今年の「紅白」は…。BSでの生放送が打ち切られ「総合テレビ」一本化で視聴率45%も狙える!?

今年の「紅白」の出場者は10月1日に「暴力団排除条例」が施行されたことがあって、例年とは違った形で注目された。しかし、そういった条例、条例なんて言っている以上に、今年の「紅白」の出場者は(表現が正しいかどうかはわからないが)奇怪だった。
だいたい、出場者は紅白合わせて55組なんて、何で「奇数」にしたのかも分からないが、それより初出場の顔ぶれが不可解だった。
NHKは、今年のテーマを「あしたを歌おう。」とし、震災などの被災者が自ら歌った歌、復興の歩みにエールを送った歌などをピックアップし、改めて「歌の力」を感じさせることをテーマに掲げていた。ま、それはそれで十分に納得できるものである。ただ、「紅白」には、それ以上に、ちゃんとした選考基準がある。「今年の活躍」「世論の支持」「番組の企画・演出との合致」の3つがそれ。この3条件をクリアして出場するには正直言ってハードルは高いものがあるのだが、現実は…。

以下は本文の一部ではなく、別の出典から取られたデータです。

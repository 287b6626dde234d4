//! Polling monitors.
//!
//! A [`Monitor`] supplies domain extraction and formatting for one category
//! of world-state events. [`MonitorEngine`] owns the loop, backoff, diffing,
//! matching, and delivery for any monitor.

pub mod backoff;
pub mod engine;
pub mod fissure;
pub mod nodes;
pub mod payload;
pub mod void_trader;
pub mod zariman;

use std::collections::HashSet;

use async_trait::async_trait;

use crate::error::CoreResult;
use crate::models::{DomainEntry, Notification};
use crate::subscriptions::MatchedOwner;
use crate::world_state::WorldStateClient;

pub use backoff::BackoffPolicy;
pub use engine::{CycleReport, MonitorContext, MonitorEngine, MonitorPhase, MonitorRunner, MonitorState};
pub use fissure::{FissureEntry, FissureMonitor};
pub use nodes::NodeDirectory;
pub use void_trader::{TraderReminder, VoidTraderMonitor};
pub use zariman::{ZarimanBounty, ZarimanBountyMonitor};

/// Entry set extracted from one snapshot
#[derive(Debug, Clone)]
pub struct FetchedEntries<E> {
    /// Version of the snapshot the entries came from
    pub version: u64,
    pub entries: Vec<E>,
}

/// Result of comparing two consecutive entry sets by key
#[derive(Debug, Clone)]
pub struct EntryDiff<E> {
    pub added: Vec<E>,
    pub removed: Vec<E>,
}

impl<E> EntryDiff<E> {
    pub fn empty() -> Self {
        Self {
            added: Vec::new(),
            removed: Vec::new(),
        }
    }

    pub fn is_empty(&self) -> bool {
        self.added.is_empty() && self.removed.is_empty()
    }
}

/// Set difference by identity key.
///
/// `added` keeps the order of `current`, `removed` is sorted by key.
/// Repeated keys within `current` count once.
pub fn diff_by_key<E: DomainEntry>(previous: &[E], current: &[E]) -> EntryDiff<E> {
    let previous_keys: HashSet<String> = previous.iter().map(|e| e.key()).collect();
    let current_keys: HashSet<String> = current.iter().map(|e| e.key()).collect();

    let mut seen = HashSet::new();
    let added = current
        .iter()
        .filter(|e| {
            let key = e.key();
            !previous_keys.contains(&key) && seen.insert(key)
        })
        .cloned()
        .collect();

    let mut removed: Vec<E> = previous
        .iter()
        .filter(|e| !current_keys.contains(&e.key()))
        .cloned()
        .collect();
    removed.sort_by_key(|e| e.key());
    removed.dedup_by_key(|e| e.key());

    EntryDiff { added, removed }
}

#[async_trait]
pub trait Monitor: Send + Sync + 'static {
    type Entry: DomainEntry;

    fn name(&self) -> &str;

    /// Pull the current entry set from the shared client.
    async fn fetch_data(&self, client: &WorldStateClient)
        -> CoreResult<FetchedEntries<Self::Entry>>;

    /// Compare against the previous entry set.
    fn process_data(
        &self,
        previous: &[Self::Entry],
        current: &[Self::Entry],
    ) -> anyhow::Result<EntryDiff<Self::Entry>> {
        Ok(diff_by_key(previous, current))
    }

    /// Display notifications for a newly added entry.
    async fn on_new_entry(&self, entry: &Self::Entry) -> anyhow::Result<Vec<Notification>>;

    /// Message sent to an owner whose criterion matched `entry`.
    fn format_match(&self, entry: &Self::Entry, _owner: &MatchedOwner) -> anyhow::Result<String> {
        Ok(format!("Subscription match: {}", entry.summary()))
    }
}
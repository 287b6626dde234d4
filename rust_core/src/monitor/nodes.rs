//! Star-chart node names.
//!
//! Loaded from a `solNodes.json`-shaped file:
//! `{"SolNode1": {"value": "Galatea (Neptune)", "enemy": "Corpus"}}`.

use std::collections::HashMap;
use std::fs;
use std::path::Path;

use anyhow::{Context, Result};
use serde::Deserialize;
use tracing::info;

#[derive(Debug, Clone, PartialEq, Eq)]
pub struct NodeInfo {
    pub name: String,
    pub planet: String,
}

#[derive(Debug, Deserialize)]
struct RawNode {
    value: String,
}

#[derive(Debug, Clone, Default)]
pub struct NodeDirectory {
    nodes: HashMap<String, NodeInfo>,
}

impl NodeDirectory {
    pub fn empty() -> Self {
        Self::default()
    }

    pub fn load(path: impl AsRef<Path>) -> Result<Self> {
        let path = path.as_ref();
        let raw = fs::read_to_string(path)
            .with_context(|| format!("Failed to read node file {}", path.display()))?;
        let directory = Self::from_json(&raw)
            .with_context(|| format!("Failed to parse node file {}", path.display()))?;
        info!("Loaded {} star-chart nodes from {}", directory.len(), path.display());
        Ok(directory)
    }

    pub fn from_json(raw: &str) -> Result<Self> {
        let parsed: HashMap<String, RawNode> = serde_json::from_str(raw)?;
        let nodes = parsed
            .into_iter()
            .map(|(id, node)| (id, split_label(&node.value)))
            .collect();
        Ok(Self { nodes })
    }

    /// Name and planet for a node id. Unknown ids resolve to themselves on
    /// an empty planet.
    pub fn resolve(&self, node_id: &str) -> NodeInfo {
        self.nodes.get(node_id).cloned().unwrap_or_else(|| NodeInfo {
            name: node_id.to_string(),
            planet: String::new(),
        })
    }

    pub fn len(&self) -> usize {
        self.nodes.len()
    }

    pub fn is_empty(&self) -> bool {
        self.nodes.is_empty()
    }
}

/// "Galatea (Neptune)" -> ("Galatea", "Neptune")
fn split_label(label: &str) -> NodeInfo {
    let label = label.trim();
    match (label.rfind('('), label.ends_with(')')) {
        (Some(open), true) if open > 0 => NodeInfo {
            name: label[..open].trim().to_string(),
            planet: label[open + 1..label.len() - 1].trim().to_string(),
        },
        _ => NodeInfo {
            name: label.to_string(),
            planet: String::new(),
        },
    }
}

#[cfg(test)]
mod tests {
    use super::*;

    const SAMPLE: &str = r#"{
        "SolNode1": {"value": "Galatea (Neptune)", "enemy": "Corpus"},
        "SolNode231": {"value": "Tuvul Commons (Zariman)"},
        "MercuryHUB": {"value": "Larunda Relay"}
    }"#;

    #[test]
    fn test_resolve_known_nodes() {
        let nodes = NodeDirectory::from_json(SAMPLE).unwrap();
        assert_eq!(nodes.len(), 3);
        assert_eq!(
            nodes.resolve("SolNode1"),
            NodeInfo {
                name: "Galatea".to_string(),
                planet: "Neptune".to_string()
            }
        );
        assert_eq!(nodes.resolve("SolNode231").planet, "Zariman");
        assert_eq!(nodes.resolve("MercuryHUB").name, "Larunda Relay");
        assert_eq!(nodes.resolve("MercuryHUB").planet, "");
    }

    #[test]
    fn test_unknown_node_resolves_to_id() {
        let info = NodeDirectory::empty().resolve("SolNode999");
        assert_eq!(info.name, "SolNode999");
        assert!(info.planet.is_empty());
    }

    #[test]
    fn test_rejects_malformed_file() {
        assert!(NodeDirectory::from_json(r#"{"SolNode1": 4}"#).is_err());
    }
}
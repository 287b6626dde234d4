mod config;
mod onebot_client;

use anyhow::{Context, Result};
use async_trait::async_trait;
use config::Config;
use dotenv::dotenv;
use onebot_client::OneBotClient;
use std::sync::Arc;
use tracing::{error, info, warn};
use tracing_subscriber::EnvFilter;

use worldstate_core::monitor::{
    FissureMonitor, NodeDirectory, VoidTraderMonitor, ZarimanBountyMonitor,
};
use worldstate_core::subscriptions::JsonFileSubscriptionStore;
use worldstate_core::{
    CoreConfig, HttpWorldStateFetcher, LogSink, MonitorContext, MonitorEngine, NotificationSink,
    SubscriptionMatcher, WorldStateClient, WorldStateListener, WorldStateSnapshot,
};

/// Logs every new snapshot the shared client produces.
struct SnapshotLogger;

#[async_trait]
impl WorldStateListener for SnapshotLogger {
    async fn on_snapshot(&self, snapshot: Arc<WorldStateSnapshot>) -> Result<()> {
        let fissures = snapshot
            .payload
            .get("ActiveMissions")
            .and_then(|v| v.as_array())
            .map(Vec::len);
        info!(
            platform = %snapshot.platform,
            version = snapshot.version,
            fissures = ?fissures,
            "New world state snapshot"
        );
        Ok(())
    }
}

#[tokio::main]
async fn main() -> Result<()> {
    dotenv().ok();

    // Initialize logging
    tracing_subscriber::fmt()
        .with_env_filter(EnvFilter::from_default_env())
        .init();

    info!("Starting Worldstate Monitor Service...");

    // Config: any error here is fatal before a loop starts
    let core_config = CoreConfig::from_env().context("Invalid core configuration")?;
    let config = Config::from_env().context("Invalid service configuration")?;

    // World state
    let fetcher = HttpWorldStateFetcher::new(
        core_config.endpoints(),
        core_config.world_state.request_timeout,
    )?;
    let client = Arc::new(WorldStateClient::new(
        Arc::new(fetcher),
        &core_config.world_state,
    ));
    client.subscribe(Arc::new(SnapshotLogger));

    // Subscriptions
    let store = Arc::new(JsonFileSubscriptionStore::new(&config.subscriptions_path));
    let matcher = Arc::new(SubscriptionMatcher::load(
        store,
        core_config.max_subscriptions_per_owner,
    ));
    info!(
        "Subscriptions: {} criteria from {}",
        matcher.len(),
        config.subscriptions_path.display()
    );

    // Sink
    let sink: Arc<dyn NotificationSink> = if config.dry_run {
        warn!("DRY_RUN enabled: notifications are logged, not sent");
        Arc::new(LogSink)
    } else {
        Arc::new(OneBotClient::new(
            config.onebot_api_base_url.clone(),
            config.onebot_access_token.clone(),
            config.onebot_timeout,
        )?)
    };

    // Node names
    let nodes = match &config.nodes_path {
        Some(path) => NodeDirectory::load(path).unwrap_or_else(|e| {
            error!("Node names unavailable, using raw ids: {:#}", e);
            NodeDirectory::empty()
        }),
        None => NodeDirectory::empty(),
    };

    // Monitors
    let ctx = MonitorContext::new(client.clone(), matcher.clone(), sink);
    let platform = core_config.world_state.platform.clone();

    let fissure = MonitorEngine::new(
        FissureMonitor::new(
            platform.clone(),
            nodes.clone(),
            core_config.fissure.display_targets.clone(),
        ),
        ctx.clone(),
        &core_config.fissure,
    );
    let void_trader = MonitorEngine::new(
        VoidTraderMonitor::new(
            platform,
            nodes.clone(),
            core_config.void_trader.display_targets.clone(),
        ),
        ctx.clone(),
        &core_config.void_trader,
    );
    let zariman = MonitorEngine::new(
        ZarimanBountyMonitor::new(
            core_config.zariman_target_node.clone(),
            &core_config.zariman_target_challenges,
            nodes,
            core_config.zariman.display_targets.clone(),
        ),
        ctx,
        &core_config.zariman,
    );

    fissure.start().await;
    void_trader.start().await;
    zariman.start().await;
    info!("All monitors running");

    tokio::signal::ctrl_c()
        .await
        .context("Failed to listen for shutdown signal")?;
    info!("Shutdown signal received, stopping monitors...");

    tokio::join!(fissure.stop(), void_trader.stop(), zariman.stop());

    let cache = client.cache_info(&core_config.world_state.platform);
    info!(
        version = ?cache.version,
        age_secs = ?cache.age_secs,
        "Worldstate Monitor Service stopped"
    );
    Ok(())
}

言うまでもなく今年、最大の話題なったのは、芦田愛菜と鈴木福(薫と友樹、たまにムック)の歌った「マル・マル・モリ・モリ」。そういった意味では、愛菜ちゃんと福くんの出場は当然だろう。だが神田沙也加と、絢香の再出場というのは…。
絢香は、2年前に歌手活動を引退した。それは記憶にも新しい。今回は「みんな空の下」や「三日月」が、被災地で歌われていたからだと言うが、理屈を言ったら、被災地で歌われていた作品なんて、他にもいっぱいあるだろう。しかも、歌はともかく、彼女自体が今年1年、全く活動をしていない。そういった意味で考えたら、前述した「出場の基準」は一体何なのか? だったら、震災以降、支持を得ただろうJUJU「また明日…」の方が、一般的だろうし支持を得たはず。
いずれにしても、絢香が歌手活動を再開するため、「紅白」を宣伝の場に使われたことは否めない。どうせなら、今年で引退するという元モー娘。のゴマキこと後藤真希を出し、先日の幕張でのコンサートのようにモー娘。と一緒に華やかなステージにした方がよかったのでは。
それにしても、神田沙也加の初出場は実に不可解。母親の松田聖子が希望したのかどうかは分からないが、聖子と共演するなら共演するだけで「初出場」の枠に入れる必要もないだろう。かつて、倖田來未と妹のmisonoの共演したことがあったが、misonoを「初出場」とは言っていなかったはずである。実に不可解だ。
ま、結果的には神田沙也加の初出場は「紅白」の奇妙なサプライズになったことだけは確かだが、ただ、こういった「強引」とも思えるようなやり方は、NHK以上に実は聖子にとってイメージが悪い。もちろん芸能ネタとしては話題になるだろう。しかし、マトモな聖子ファンだったら「さすが聖子」なんて言わないと思うが…。
ところで、そういった疑問も多い今年の「紅白」ではあるが、一部には例年以上に視聴率がアップすると言われている。何故か?
それは、今年は放送が「総合テレビ」のみで、BSプレミアム(旧衛星第2)、BSハイビジョンでは放送しないからだ。「地上デジタル放送」になって、いわゆるNHKが「使命」として掲げていた難視聴地域の問題などが解消したからだという。だが、実際には衛星も視聴者は3〜4%あったはずだし、ハイビジョン放送を含めたらおそらく6%前後の視聴率があったと思われる。つまり、その衛星放送で観ていた視聴者が今年は「総合テレビ」に単純に加わると言うわけである。変わらないのは、BSでも昨年同様に「紅白」を大宣伝すること。…と言うことは、可能性としては45%超えなんてこともあり得るというわけだ。
ま、いくら出場者に疑問があっても、視聴率がアップしたら「成功」。まさに腐っても鯛である。そう考えたら、NHKもなかなか計算高い?